__Stored data__
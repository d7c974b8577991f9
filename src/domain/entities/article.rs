use chrono::{DateTime, Utc};
use serde::{Deserialize, Serialize};

use crate::domain::rules::requirements::Requirement;

/// Id of the sentinel article nobody can modify
pub const IMMUTABLE_ARTICLE_ID: &str = "0";

pub fn is_immutable_article(id: &str) -> bool {
    id == IMMUTABLE_ARTICLE_ID
}

/// Outcome of one finished vote on an article
#[derive(Debug, Clone, PartialEq, Eq, Serialize, Deserialize)]
pub struct VoteRecord {
    pub date: DateTime<Utc>,
    pub voters_participated: u64,
    pub support: i64,
    pub opposition: i64,
    pub passed: bool,
}

/// Requirement computed for the article's history at a given time
#[derive(Debug, Clone, PartialEq, Serialize, Deserialize)]
pub struct CachedRequirement {
    pub requirement: Requirement,
    pub previous_voters: u64,
    pub computed_at: DateTime<Utc>,
    /// History length the entry was computed from
    pub history_len: usize,
}

/// A constitutional article
#[derive(Debug, Clone, PartialEq, Serialize, Deserialize)]
pub struct Article {
    pub id: String,
    pub text: String,
    #[serde(default)]
    pub previous_text: String,
    /// Quorum multiplier
    pub weight: f64,
    #[serde(default)]
    pub history: Vec<VoteRecord>,
    #[serde(default)]
    pub cached: Option<CachedRequirement>,
    pub last_modified: DateTime<Utc>,
}

impl Article {
    pub fn new(id: impl Into<String>, text: impl Into<String>, weight: f64, now: DateTime<Utc>) -> Self {
        Self {
            id: id.into(),
            text: text.into(),
            previous_text: String::new(),
            weight,
            history: Vec::new(),
            cached: None,
            last_modified: now,
        }
    }

    pub fn is_immutable(&self) -> bool {
        is_immutable_article(&self.id)
    }

    /// Turnout of the most recent recorded vote, 0 without history
    pub fn last_turnout(&self) -> u64 {
        self.history.last().map(|r| r.voters_participated).unwrap_or(0)
    }
}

__Problem to solve__
Please transcribe exactly the lines above from the line that has "pub struct VoteRecord" up to and including the line that has "A constitutional article"; no other line belongs in the answer.

__Final answer__
pub struct VoteRecord {
    pub date: DateTime<Utc>,
    pub voters_participated: u64,
    pub support: i64,
    pub opposition: i64,
    pub passed: bool,
}

/// Requirement computed for the article's history at a given time
#[derive(Debug, Clone, PartialEq, Serialize, Deserialize)]
pub struct CachedRequirement {
    pub requirement: Requirement,
    pub previous_voters: u64,
    pub computed_at: DateTime<Utc>,
    /// History length the entry was computed from
    pub history_len: usize,
}

/// A constitutional article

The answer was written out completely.